Seit drei Jahren bietet der Autoclub in Zusammenarbeit mit Fahrschulen die anderthalbstündige Testfahrt für Senioren an. Selbstzweifel sollen ausgeräumt und gegebenenfalls Defizite aufgezeigt werden, zum Beispiel nach längerer Krankheit oder einer Reha, erklärt Izabela Grzywacz, Sprecherin des ADAC Berlin-Brandenburg. Alles ist freiwillig, am Ende der Fahrt kann der Fahrlehrer eine Empfehlung abgeben. Eine Meldung an die Behörden gibt es auch nicht. Die Nachfrage steigt: Allein im vorigen Jahr hätten 180 Senioren beim Fahrcheck mitgemacht – dreimal so viele wie im Vorjahr, so Grzywacz. Vor allem Senioren aus Berlin und dem Berliner Umland möchten ihre Fahrkünste auf die Probe stellen.

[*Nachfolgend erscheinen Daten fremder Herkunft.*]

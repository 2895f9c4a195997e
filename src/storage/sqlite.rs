//! SQLite-backed trade store

use async_trait::async_trait;
use anyhow::{Context, Result};
use chrono::{DateTime, Utc};
use rusqlite::{Connection, params};
use rust_decimal::Decimal;
use std::path::Path;
use std::str::FromStr;
use std::sync::Mutex;
use tracing::info;

use crate::errors::{RelayError, RelayResult};
use crate::types::{ExecutedTrade, IntentStatus, PaymentStatus, Side, TradeIntent};

use super::store::TradeStore;

const SCHEMA: &str = "
PRAGMA foreign_keys = ON;

CREATE TABLE IF NOT EXISTS trade_intents (
    id TEXT PRIMARY KEY,
    user_address TEXT NOT NULL,
    agent_id TEXT NOT NULL,
    symbol TEXT NOT NULL,
    side TEXT NOT NULL CHECK (side IN ('buy', 'sell')),
    size TEXT NOT NULL,
    leverage INTEGER NOT NULL DEFAULT 1,
    expected_payment_amount TEXT NOT NULL,
    status TEXT NOT NULL CHECK (status IN ('pending', 'paid', 'executed')),
    payment_request_id TEXT,
    paid_payment_id TEXT,
    created_at TEXT NOT NULL
);

CREATE TABLE IF NOT EXISTS executed_trades (
    id TEXT PRIMARY KEY,
    trade_intent_id TEXT NOT NULL REFERENCES trade_intents(id),
    payment_id TEXT NOT NULL,
    payment_status TEXT NOT NULL CHECK (payment_status IN ('paid', 'failed')),
    tx_hash TEXT NOT NULL,
    execution_price TEXT NOT NULL,
    completed_at TEXT NOT NULL
);

CREATE INDEX IF NOT EXISTS idx_executed_trades_completed_at
    ON executed_trades(completed_at DESC);
";

pub struct SqliteStore {
    conn: Mutex<Connection>,
}

impl SqliteStore {
    pub fn open(path: &str) -> Result<Self> {
        if path != ":memory:" {
            if let Some(parent) = Path::new(path).parent() {
                if !parent.as_os_str().is_empty() {
                    std::fs::create_dir_all(parent)
                        .with_context(|| format!("creating database directory {parent:?}"))?;
                }
            }
        }

        let conn = Connection::open(path).with_context(|| format!("opening database {path}"))?;
        conn.execute_batch(SCHEMA).context("applying schema")?;

        info!("💾 Trade store ready at {}", path);
        Ok(Self {
            conn: Mutex::new(conn),
        })
    }

    fn lock_poisoned() -> RelayError {
        RelayError::internal("database lock poisoned")
    }

    fn db_err(message: &str, e: impl Into<anyhow::Error>) -> RelayError {
        RelayError::storage(message, e)
    }
}

fn parse_decimal(s: &str, what: &str) -> RelayResult<Decimal> {
    Decimal::from_str(s)
        .map_err(|e| RelayError::storage(format!("corrupt {what} value {s}"), e))
}

fn parse_timestamp(s: &str, what: &str) -> RelayResult<DateTime<Utc>> {
    DateTime::parse_from_rfc3339(s)
        .map(|dt| dt.with_timezone(&Utc))
        .map_err(|e| RelayError::storage(format!("corrupt {what} timestamp {s}"), e))
}

struct IntentRow {
    id: String,
    user_address: String,
    agent_id: String,
    symbol: String,
    side: String,
    size: String,
    leverage: i64,
    expected_payment_amount: String,
    status: String,
    payment_request_id: Option<String>,
    paid_payment_id: Option<String>,
    created_at: String,
}

impl IntentRow {
    fn into_intent(self) -> RelayResult<TradeIntent> {
        Ok(TradeIntent {
            side: Side::parse(&self.side)
                .ok_or_else(|| RelayError::internal(format!("corrupt side {}", self.side)))?,
            size: parse_decimal(&self.size, "size")?,
            status: IntentStatus::parse(&self.status)
                .ok_or_else(|| RelayError::internal(format!("corrupt status {}", self.status)))?,
            created_at: parse_timestamp(&self.created_at, "created_at")?,
            id: self.id,
            user_address: self.user_address,
            agent_id: self.agent_id,
            symbol: self.symbol,
            leverage: self.leverage as u32,
            expected_payment_amount: self.expected_payment_amount,
            payment_request_id: self.payment_request_id,
            paid_payment_id: self.paid_payment_id,
        })
    }
}

fn intent_row(row: &rusqlite::Row<'_>, offset: usize) -> rusqlite::Result<IntentRow> {
    Ok(IntentRow {
        id: row.get(offset)?,
        user_address: row.get(offset + 1)?,
        agent_id: row.get(offset + 2)?,
        symbol: row.get(offset + 3)?,
        side: row.get(offset + 4)?,
        size: row.get(offset + 5)?,
        leverage: row.get(offset + 6)?,
        expected_payment_amount: row.get(offset + 7)?,
        status: row.get(offset + 8)?,
        payment_request_id: row.get(offset + 9)?,
        paid_payment_id: row.get(offset + 10)?,
        created_at: row.get(offset + 11)?,
    })
}

struct TradeRow {
    id: String,
    trade_intent_id: String,
    payment_id: String,
    payment_status: String,
    tx_hash: String,
    execution_price: String,
    completed_at: String,
}

impl TradeRow {
    fn into_trade(self) -> RelayResult<ExecutedTrade> {
        Ok(ExecutedTrade {
            payment_status: PaymentStatus::parse(&self.payment_status).ok_or_else(|| {
                RelayError::internal(format!("corrupt payment_status {}", self.payment_status))
            })?,
            execution_price: parse_decimal(&self.execution_price, "execution_price")?,
            completed_at: parse_timestamp(&self.completed_at, "completed_at")?,
            id: self.id,
            trade_intent_id: self.trade_intent_id,
            payment_id: self.payment_id,
            tx_hash: self.tx_hash,
            status: IntentStatus::Executed,
        })
    }
}

fn trade_row(row: &rusqlite::Row<'_>) -> rusqlite::Result<TradeRow> {
    Ok(TradeRow {
        id: row.get(0)?,
        trade_intent_id: row.get(1)?,
        payment_id: row.get(2)?,
        payment_status: row.get(3)?,
        tx_hash: row.get(4)?,
        execution_price: row.get(5)?,
        completed_at: row.get(6)?,
    })
}

const INTENT_COLUMNS: &str = "id, user_address, agent_id, symbol, side, size, leverage, \
     expected_payment_amount, status, payment_request_id, paid_payment_id, created_at";

#[async_trait]
impl TradeStore for SqliteStore {
    async fn insert_intent(&self, intent: &TradeIntent) -> RelayResult<()> {
        let conn = self.conn.lock().map_err(|_| Self::lock_poisoned())?;
        conn.execute(
            "INSERT INTO trade_intents (id, user_address, agent_id, symbol, side, size, leverage, \
             expected_payment_amount, status, payment_request_id, paid_payment_id, created_at) \
             VALUES (?1, ?2, ?3, ?4, ?5, ?6, ?7, ?8, ?9, ?10, ?11, ?12)",
            params![
                intent.id,
                intent.user_address,
                intent.agent_id,
                intent.symbol,
                intent.side.as_str(),
                intent.size.to_string(),
                intent.leverage as i64,
                intent.expected_payment_amount,
                intent.status.as_str(),
                intent.payment_request_id,
                intent.paid_payment_id,
                intent.created_at.to_rfc3339(),
            ],
        )
        .map_err(|e| Self::db_err("failed to insert trade intent", e))?;
        Ok(())
    }

    async fn get_intent(&self, id: &str) -> RelayResult<Option<TradeIntent>> {
        let conn = self.conn.lock().map_err(|_| Self::lock_poisoned())?;
        let row = conn
            .query_row(
                &format!("SELECT {INTENT_COLUMNS} FROM trade_intents WHERE id = ?1"),
                params![id],
                |row| intent_row(row, 0),
            )
            .map(Some)
            .or_else(|e| match e {
                rusqlite::Error::QueryReturnedNoRows => Ok(None),
                other => Err(Self::db_err("failed to load trade intent", other)),
            })?;

        row.map(IntentRow::into_intent).transpose()
    }

    async fn transition_status(
        &self,
        id: &str,
        from: IntentStatus,
        to: IntentStatus,
        payment_id: Option<&str>,
    ) -> RelayResult<bool> {
        let conn = self.conn.lock().map_err(|_| Self::lock_poisoned())?;
        // Conditional update is the atomicity guarantee: only one concurrent
        // caller can observe status == from.
        let changed = conn
            .execute(
                "UPDATE trade_intents \
                 SET status = ?1, paid_payment_id = COALESCE(?2, paid_payment_id) \
                 WHERE id = ?3 AND status = ?4",
                params![to.as_str(), payment_id, id, from.as_str()],
            )
            .map_err(|e| Self::db_err("failed to transition intent status", e))?;
        Ok(changed == 1)
    }

    async fn insert_trade(&self, trade: &ExecutedTrade) -> RelayResult<()> {
        let conn = self.conn.lock().map_err(|_| Self::lock_poisoned())?;
        conn.execute(
            "INSERT INTO executed_trades (id, trade_intent_id, payment_id, payment_status, \
             tx_hash, execution_price, completed_at) VALUES (?1, ?2, ?3, ?4, ?5, ?6, ?7)",
            params![
                trade.id,
                trade.trade_intent_id,
                trade.payment_id,
                trade.payment_status.as_str(),
                trade.tx_hash,
                trade.execution_price.to_string(),
                trade.completed_at.to_rfc3339(),
            ],
        )
        .map_err(|e| Self::db_err("failed to insert executed trade", e))?;
        Ok(())
    }

    async fn record_execution(&self, trade: &ExecutedTrade) -> RelayResult<bool> {
        let mut conn = self.conn.lock().map_err(|_| Self::lock_poisoned())?;
        let tx = conn
            .transaction()
            .map_err(|e| Self::db_err("failed to begin execution transaction", e))?;

        let changed = tx
            .execute(
                "UPDATE trade_intents SET status = ?1 WHERE id = ?2 AND status = ?3",
                params![
                    IntentStatus::Executed.as_str(),
                    trade.trade_intent_id,
                    IntentStatus::Paid.as_str(),
                ],
            )
            .map_err(|e| Self::db_err("failed to mark intent executed", e))?;
        if changed != 1 {
            // Dropping the transaction rolls it back
            return Ok(false);
        }

        tx.execute(
            "INSERT INTO executed_trades (id, trade_intent_id, payment_id, payment_status, \
             tx_hash, execution_price, completed_at) VALUES (?1, ?2, ?3, ?4, ?5, ?6, ?7)",
            params![
                trade.id,
                trade.trade_intent_id,
                trade.payment_id,
                trade.payment_status.as_str(),
                trade.tx_hash,
                trade.execution_price.to_string(),
                trade.completed_at.to_rfc3339(),
            ],
        )
        .map_err(|e| Self::db_err("failed to insert executed trade", e))?;

        tx.commit()
            .map_err(|e| Self::db_err("failed to commit execution transaction", e))?;
        Ok(true)
    }

    async fn recent_trades(
        &self,
        limit: usize,
    ) -> RelayResult<Vec<(ExecutedTrade, Option<TradeIntent>)>> {
        let conn = self.conn.lock().map_err(|_| Self::lock_poisoned())?;
        let mut stmt = conn
            .prepare(&format!(
                "SELECT t.id, t.trade_intent_id, t.payment_id, t.payment_status, t.tx_hash, \
                 t.execution_price, t.completed_at, \
                 i.id, i.user_address, i.agent_id, i.symbol, i.side, i.size, i.leverage, \
                 i.expected_payment_amount, i.status, i.payment_request_id, i.paid_payment_id, \
                 i.created_at \
                 FROM executed_trades t \
                 LEFT JOIN trade_intents i ON i.id = t.trade_intent_id \
                 ORDER BY t.completed_at DESC LIMIT ?1"
            ))
            .map_err(|e| Self::db_err("failed to prepare trade listing", e))?;

        let rows = stmt
            .query_map(params![limit as i64], |row| {
                let trade = trade_row(row)?;
                let intent_id: Option<String> = row.get(7)?;
                let intent = if intent_id.is_some() {
                    Some(intent_row(row, 7)?)
                } else {
                    None
                };
                Ok((trade, intent))
            })
            .map_err(|e| Self::db_err("failed to list executed trades", e))?
            .collect::<Result<Vec<_>, _>>()
            .map_err(|e| Self::db_err("failed to read trade rows", e))?;

        rows.into_iter()
            .map(|(trade, intent)| {
                Ok((
                    trade.into_trade()?,
                    intent.map(IntentRow::into_intent).transpose()?,
                ))
            })
            .collect()
    }

    async fn ping(&self) -> RelayResult<()> {
        let conn = self.conn.lock().map_err(|_| Self::lock_poisoned())?;
        conn.query_row("SELECT 1", [], |row| row.get::<_, i64>(0))
            .map_err(|e| Self::db_err("database ping failed", e))?;
        Ok(())
    }
}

Werner Wanders, der seit einigen Jahren mit seiner Frau in Geltow lebt, hat in der Zeitung vom Fahrcheck erfahren. Natürlich denke er, dass er mit 82 noch fit ist, räumt er ein, „aber man fühlt sich sicherer, wenn et vom Fahrlehrer bestätigt wird“. Seinen Führerschein hat Wanders schon 1947 gemacht. „Dat war noch auf nem MAN mit Holzverjaser“, erinnert er sich. Er hatte damals als Lkw-Fahrer bei einer Spedition gearbeitet, durch den Job kam er 1969 nach Westberlin.
Nach der Wende baute er sich ein Haus in Ferch, nun wohnt er in einer seniorengerechteren Mietwohnung. Seinen Laster-Führerschein hat er längst freiwillig abgegeben, auf das Auto aber möchte Werner Wanders nicht verzichten – ob zum Einkaufen oder für den Urlaub. Bis Düsseldorf geht es dann auf der „Warschauer Straße“, wie die A2 in Fernfahrerkreisen heißt.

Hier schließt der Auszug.